To conclude, I would like to suggest that the analysis conducted before raises a number of possibilities in terms of further developing the relations between anarchism and urban social cohesion both in terms of research and political praxis. Up to a certain extent, this represents possible contributions towards future urbanities encompassed by a long-term vision and an operational goal.

A vision is something that is usually dismissed as being merely a rhetorical artifice of scholars and those interested in really intricate theories and complex and obscure understandings about what the world is all about.
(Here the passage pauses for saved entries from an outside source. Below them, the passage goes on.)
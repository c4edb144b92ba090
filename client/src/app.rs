//! Root application component with routing and context providers.

use leptos::prelude::*;
use leptos_meta::{Title, provide_meta_context};
use leptos_router::{
    StaticSegment,
    components::{Route, Router, Routes},
};

use crate::components::notice_bar::NoticeBar;
use crate::pages::{classify::ClassifyPage, report::ReportPage};
use crate::state::notices::NoticeState;

/// Root application component.
///
/// The notice channel is the only shared context; each page owns its own
/// form or upload state.
#[component]
pub fn App() -> impl IntoView {
    provide_meta_context();

    let notices = RwSignal::new(NoticeState::default());
    provide_context(notices);

    view! {
        <Title text="Hostel Fault Reporting Portal"/>
        <NoticeBar/>

        <Router>
            <Routes fallback=|| "Page not found.".into_view()>
                <Route path=StaticSegment("") view=ReportPage/>
                <Route path=StaticSegment("classify") view=ClassifyPage/>
            </Routes>
        </Router>
    }
}
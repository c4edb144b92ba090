use super::*;

#[test]
fn part_file_name_keeps_picked_name() {
    assert_eq!(part_file_name("photo.png"), "photo.png");
}

#[test]
fn part_file_name_falls_back_when_blank() {
    assert_eq!(part_file_name("  "), "upload");
}

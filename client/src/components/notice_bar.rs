//! Banner showing the latest notice.

use leptos::prelude::*;

use crate::state::notices::NoticeState;

/// Dismissable banner for the current notice, if any.
#[component]
pub fn NoticeBar() -> impl IntoView {
    let notices = expect_context::<RwSignal<NoticeState>>();

    let current = move || notices.with(|state| state.current().cloned());
    let on_dismiss = move |_| notices.update(NoticeState::dismiss);

    view! {
        {move || {
            current()
                .map(|notice| {
                    let class = format!("notice-bar notice-bar--{}", notice.level.as_str());
                    view! {
                        <div class=class role="alert">
                            <span class="notice-bar__message">{notice.message}</span>
                            <button class="btn notice-bar__dismiss" on:click=on_dismiss>
                                "OK"
                            </button>
                        </div>
                    }
                })
        }}
    }
}
//! Shared client-side state modules.
//!
//! DESIGN
//! ======
//! Form and upload state are plain `intake` types held in component-owned
//! signals. Only the notice channel is shared through context.

pub mod notices;
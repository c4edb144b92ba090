use intake::{Category, Hostel};
use wiremock::matchers::{method, path};
use wiremock::{Mock, MockServer, ResponseTemplate};

use super::*;

fn photo() -> Attachment {
    Attachment::new("photo.png", "image/png", b"PNGDATA".to_vec())
}

fn report(image: Option<Attachment>) -> Report {
    Report {
        roll_number: "22CS1042".to_owned(),
        name: "Asha Singh".to_owned(),
        hostel: Hostel::Coral,
        room_no: "C-12".to_owned(),
        category: Category::Plumbing,
        queries: "Tap leaks overnight.".to_owned(),
        image,
    }
}

async fn only_request_body(server: &MockServer) -> String {
    let requests = server.received_requests().await.expect("recording enabled");
    assert_eq!(requests.len(), 1);
    String::from_utf8_lossy(&requests[0].body).into_owned()
}

#[test]
fn endpoint_url_joins_without_double_slash() {
    assert_eq!(endpoint_url("http://h:8000/", "/predict"), "http://h:8000/predict");
    assert_eq!(endpoint_url("http://h:8000", "/predict"), "http://h:8000/predict");
}

#[tokio::test]
async fn predict_sends_file_part_and_reads_label() {
    let server = MockServer::start().await;
    Mock::given(method("POST"))
        .and(path("/predict"))
        .respond_with(ResponseTemplate::new(200).set_body_json(serde_json::json!({
            "label": "Electrical Fault",
            "confidence": 0.9731,
            "steps": []
        })))
        .expect(1)
        .mount(&server)
        .await;

    let prediction = predict(&reqwest::Client::new(), &server.uri(), &photo())
        .await
        .expect("prediction");
    assert_eq!(prediction.label, "Electrical Fault");

    let body = only_request_body(&server).await;
    assert!(body.contains(r#"name="file"; filename="photo.png""#));
    assert!(body.contains("image/png"));
    assert!(body.contains("PNGDATA"));
}

#[tokio::test]
async fn predict_maps_non_success_status() {
    let server = MockServer::start().await;
    Mock::given(method("POST"))
        .and(path("/predict"))
        .respond_with(ResponseTemplate::new(500).set_body_string("boom"))
        .mount(&server)
        .await;

    let err = predict(&reqwest::Client::new(), &server.uri(), &photo())
        .await
        .expect_err("status");
    assert_eq!(err, PredictError::Status(500));
}

#[tokio::test]
async fn predict_rejects_body_without_label() {
    let server = MockServer::start().await;
    Mock::given(method("POST"))
        .and(path("/predict"))
        .respond_with(ResponseTemplate::new(200).set_body_json(serde_json::json!({ "confidence": 1.0 })))
        .mount(&server)
        .await;

    let err = predict(&reqwest::Client::new(), &server.uri(), &photo())
        .await
        .expect_err("no label");
    assert_eq!(err, PredictError::MissingLabel);
}

#[tokio::test]
async fn predict_reports_unreachable_server_as_transport() {
    let listener = std::net::TcpListener::bind("127.0.0.1:0").expect("bind");
    let uri = format!("http://{}", listener.local_addr().expect("addr"));
    drop(listener);

    let err = predict(&reqwest::Client::new(), &uri, &photo())
        .await
        .expect_err("unreachable");
    assert!(matches!(err, PredictError::Transport(_)));
}

#[tokio::test]
async fn submit_report_posts_named_parts() {
    let server = MockServer::start().await;
    Mock::given(method("POST"))
        .and(path("/reports"))
        .respond_with(ResponseTemplate::new(201))
        .expect(1)
        .mount(&server)
        .await;

    let url = format!("{}/reports", server.uri());
    submit_report(&reqwest::Client::new(), &url, &report(Some(photo())))
        .await
        .expect("delivered");

    let body = only_request_body(&server).await;
    for part in ["rollNumber", "name", "hostel", "roomNo", "categories", "queries"] {
        assert!(body.contains(&format!("name=\"{part}\"")), "missing part {part}");
    }
    assert!(body.contains("plumbing"));
    assert!(body.contains(r#"name="image"; filename="photo.png""#));
}

#[tokio::test]
async fn submit_report_without_image_has_no_image_part() {
    let server = MockServer::start().await;
    Mock::given(method("POST"))
        .respond_with(ResponseTemplate::new(200))
        .mount(&server)
        .await;

    submit_report(&reqwest::Client::new(), &server.uri(), &report(None))
        .await
        .expect("delivered");
    let body = only_request_body(&server).await;
    assert!(!body.contains(r#"name="image""#));
}

#[tokio::test]
async fn submit_report_surfaces_collaborator_failure() {
    let server = MockServer::start().await;
    Mock::given(method("POST"))
        .respond_with(ResponseTemplate::new(503))
        .mount(&server)
        .await;

    let err = submit_report(&reqwest::Client::new(), &server.uri(), &report(None))
        .await
        .expect_err("unavailable");
    assert!(matches!(err, CliError::CollaboratorStatus(503)));
}
//! Structured user-facing notifications.
//!
//! DESIGN
//! ======
//! State machines return a [`Notice`] instead of raising a blocking alert, so
//! the presentation layer decides how feedback is rendered (notice bar,
//! stderr line, inline message).

#[cfg(test)]
#[path = "notice_test.rs"]
mod notice_test;

use std::fmt;

use serde::Serialize;

/// Severity of a [`Notice`].
#[derive(Clone, Copy, Debug, PartialEq, Eq, Serialize)]
#[serde(rename_all = "lowercase")]
pub enum NoticeLevel {
    /// Informational confirmation (logout).
    Info,
    /// A completed action (report submitted).
    Success,
    /// User input is missing; nothing was attempted.
    Warning,
    /// An attempted action failed.
    Error,
}

impl NoticeLevel {
    /// Lowercase name used for CSS modifiers and log fields.
    #[must_use]
    pub fn as_str(self) -> &'static str {
        match self {
            Self::Info => "info",
            Self::Success => "success",
            Self::Warning => "warning",
            Self::Error => "error",
        }
    }
}

/// A single dismiss-to-continue notification.
#[derive(Clone, Debug, PartialEq, Eq, Serialize)]
pub struct Notice {
    pub level: NoticeLevel,
    pub message: String,
}

impl Notice {
    pub fn info(message: impl Into<String>) -> Self {
        Self::new(NoticeLevel::Info, message)
    }

    pub fn success(message: impl Into<String>) -> Self {
        Self::new(NoticeLevel::Success, message)
    }

    pub fn warning(message: impl Into<String>) -> Self {
        Self::new(NoticeLevel::Warning, message)
    }

    pub fn error(message: impl Into<String>) -> Self {
        Self::new(NoticeLevel::Error, message)
    }

    fn new(level: NoticeLevel, message: impl Into<String>) -> Self {
        Self {
            level,
            message: message.into(),
        }
    }

    /// Whether the notice reports something the user has to fix or retry.
    #[must_use]
    pub fn is_problem(&self) -> bool {
        matches!(self.level, NoticeLevel::Warning | NoticeLevel::Error)
    }
}

impl fmt::Display for Notice {
    fn fmt(&self, f: &mut fmt::Formatter<'_>) -> fmt::Result {
        write!(f, "{}: {}", self.level.as_str(), self.message)
    }
}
Theoretical political thinking seems to have been replaced by the sense that politics should be reduced to some sort of administrative management of bureaucratic affairs guided by ideas of competitiveness and efficiency.

In fact, following Friedman (2000), and against this rationale, I would suggest that in order to address issues related to urban social cohesion it is indispensable to abandon that understanding and to regain the sense of an idea, of a vision about how the world should be. Obviously, this defence of utopian thinking does not consider utopias as fixed and immutable blueprints. Instead, it looks at utopias with a sense of ongoing processes of transformation of everyday life. Thus, anarchist experiences are relevant as they let us have a glimpse at the future while we are still in the present. In that sense, even though utopias are non-existent they are not fiction as well. As Jameson (2000: 54) noted, utopias ‘come to us as barely audible messages from a future that may never come into being’.
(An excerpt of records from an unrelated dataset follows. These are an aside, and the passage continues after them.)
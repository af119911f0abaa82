//! # Trapdoor Types Module
//!
//! Core value types shared by every actor: the tile catalogue, positions,
//! directions and the enemy behavior states.
//!
//! ## Key Components
//!
//! - **Tile**: immutable description of one grid cell (glyph, colors, passability)
//! - **Position / Direction**: grid coordinates and the four cardinal steps
//! - **MoverKind**: who is asking the map owner to move (player or enemy)
//! - **Behavior**: Patrol / Chase state of an enemy
//!
//! Tiles are compared by symbol only, so a tile read back from the grid
//! matches its catalogue constant regardless of how it got there.

/// NOTE - Upper bound of the player's life counter
pub const MAX_HIT_POINTS: u8 = 10;

/// NOTE - Manhattan radius within which an enemy notices the player
pub const VISIBILITY_RADIUS: u32 = 8;

/// NOTE - Depth of each owner actor's request mailbox
pub const MAILBOX_CAPACITY: usize = 100;

/// Glyph marking the player start in a map source
pub const PLAYER_GLYPH: char = '☺';
pub const PLAYER_COLOR: Color = Color::Cyan;

/// Renderer-agnostic palette used by the tile catalogue.
#[derive(Clone, Copy, Debug, PartialEq, Eq)]
pub enum Color {
    Default,
    Red,
    Green,
    Blue,
    Cyan,
    Wall,
    WallBackground,
    Chest,
}

/// One grid cell's appearance and passability.
#[derive(Clone, Copy, Debug)]
pub struct Tile {
    pub symbol: char,
    pub foreground: Color,
    pub background: Color,
    pub blocks_movement: bool,
}

impl PartialEq for Tile {
    fn eq(&self, other: &Self) -> bool {
        self.symbol == other.symbol
    }
}

impl Eq for Tile {}

impl Tile {
    pub const WALL: Tile = Tile::new('▤', Color::Wall, Color::WallBackground, true);
    pub const VEGETATION: Tile = Tile::new('♣', Color::Green, Color::Default, false);
    pub const EMPTY: Tile = Tile::new(' ', Color::Default, Color::Default, false);
    pub const TRAP: Tile = Tile::new('X', Color::Red, Color::Default, false);
    pub const HEAL_SPOT: Tile = Tile::new('♥', Color::Green, Color::Default, false);
    pub const CHEST: Tile = Tile::new('⌺', Color::Chest, Color::Default, true);
    pub const OPENED_CHEST: Tile = Tile::new('⍓', Color::Red, Color::Default, true);
    pub const TRAP_DOOR: Tile = Tile::new('⍋', Color::Blue, Color::Default, false);
    pub const ENEMY: Tile = Tile::new('☠', Color::Red, Color::Default, true);

    /// Every tile a map source may spell out directly.
    pub const CATALOGUE: [Tile; 9] = [
        Tile::WALL,
        Tile::VEGETATION,
        Tile::EMPTY,
        Tile::TRAP,
        Tile::HEAL_SPOT,
        Tile::CHEST,
        Tile::OPENED_CHEST,
        Tile::TRAP_DOOR,
        Tile::ENEMY,
    ];

    pub const fn new(symbol: char, foreground: Color, background: Color, blocks_movement: bool) -> Self {
        Self {
            symbol,
            foreground,
            background,
            blocks_movement,
        }
    }

    /// Looks a glyph up in the catalogue.
    pub fn from_symbol(symbol: char) -> Option<Tile> {
        Self::CATALOGUE.into_iter().find(|tile| tile.symbol == symbol)
    }

    pub fn name(&self) -> &'static str {
        match self.symbol {
            '▤' => "wall",
            '♣' => "vegetation",
            'X' => "trap",
            '♥' => "heal spot",
            '⌺' => "chest",
            '⍓' => "opened chest",
            '⍋' => "trapdoor",
            '☠' => "enemy",
            _ => "empty",
        }
    }
}

/// Grid coordinates; `y` selects the row, `x` the column inside it.
#[derive(Clone, Copy, Debug, Default, PartialEq, Eq, Hash)]
pub struct Position {
    pub x: i32,
    pub y: i32,
}

impl Position {
    pub const fn new(x: i32, y: i32) -> Self {
        Self { x, y }
    }

    pub fn step(self, direction: Direction) -> Self {
        let (dx, dy) = direction.delta();
        Self::new(self.x + dx, self.y + dy)
    }

    pub fn offset(self, dx: i32, dy: i32) -> Self {
        Self::new(self.x + dx, self.y + dy)
    }

    pub fn manhattan(self, other: Position) -> u32 {
        self.x.abs_diff(other.x) + self.y.abs_diff(other.y)
    }

    /// The four orthogonal neighbours, in Up, Down, Left, Right order.
    pub fn neighbours(self) -> [Position; 4] {
        Direction::ALL.map(|direction| self.step(direction))
    }
}

#[derive(Clone, Copy, Debug, PartialEq, Eq)]
pub enum Direction {
    Up,
    Down,
    Left,
    Right,
}

impl Direction {
    pub const ALL: [Direction; 4] = [Direction::Up, Direction::Down, Direction::Left, Direction::Right];

    pub fn delta(self) -> (i32, i32) {
        match self {
            Direction::Up => (0, -1),
            Direction::Down => (0, 1),
            Direction::Left => (-1, 0),
            Direction::Right => (1, 0),
        }
    }
}

/// NOTE - Who issued a positional request to the map owner
#[derive(Clone, Copy, Debug, PartialEq, Eq)]
pub enum MoverKind {
    Player,
    Enemy,
}

/// NOTE - Enemy behavioral states
#[derive(Clone, Copy, Debug, PartialEq, Eq)]
pub enum Behavior {
    Patrol, // NOTE - Random walk
    Chase,  // NOTE - Step toward (or strike) the last known player position
}

#[cfg(test)]
mod tests {
    use super::*;

    #[test]
    fn tiles_compare_by_symbol() {
        let recoloured = Tile::new('X', Color::Blue, Color::Blue, true);
        assert_eq!(recoloured, Tile::TRAP);
        assert_ne!(Tile::TRAP, Tile::HEAL_SPOT);
    }

    #[test]
    fn catalogue_lookup() {
        assert_eq!(Tile::from_symbol('⌺'), Some(Tile::CHEST));
        assert_eq!(Tile::from_symbol('.'), None);
        assert!(Tile::from_symbol('▤').is_some_and(|t| t.blocks_movement));
    }

    #[test]
    fn manhattan_distance() {
        let a = Position::new(2, 3);
        assert_eq!(a.manhattan(Position::new(-1, 7)), 7);
        assert_eq!(a.manhattan(a), 0);
        assert_eq!(a.step(Direction::Left), Position::new(1, 3));
    }
}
As a goal I would like to point out the culture of experimentation which, to my understanding, has to underline any serious alternative project. In a sense, it allows for creativity, inventiveness and imagination to emerge and pulverize urban practices. Thus, anarchist experiences demonstrate how to foster innovative strategies of urban social cohesion just by experimenting and playing around with different possibilities. Creativity and imagination are also decisive as they allow alternatives to go beyond the conventional barriers posed by the hegemonic ‘belief system’.

Experimentation is the key to unlock the possibilities present in the fissures opening up in contemporary urban spaces. According to Swyngedouw and Kaika (2003), it is on these gaps that new urban experiments are constantly being developed, in their own words, ‘it is here that the radical margins emerge that have become an integral part of the new forms of the 21st century urbanity. It is exactly these practices that require attention and nurturing’ (ibid: 19). Thus, if we aim at developing urban social cohesion maybe we should start by paying more attention to what the anarchist influenced experiences have been telling us.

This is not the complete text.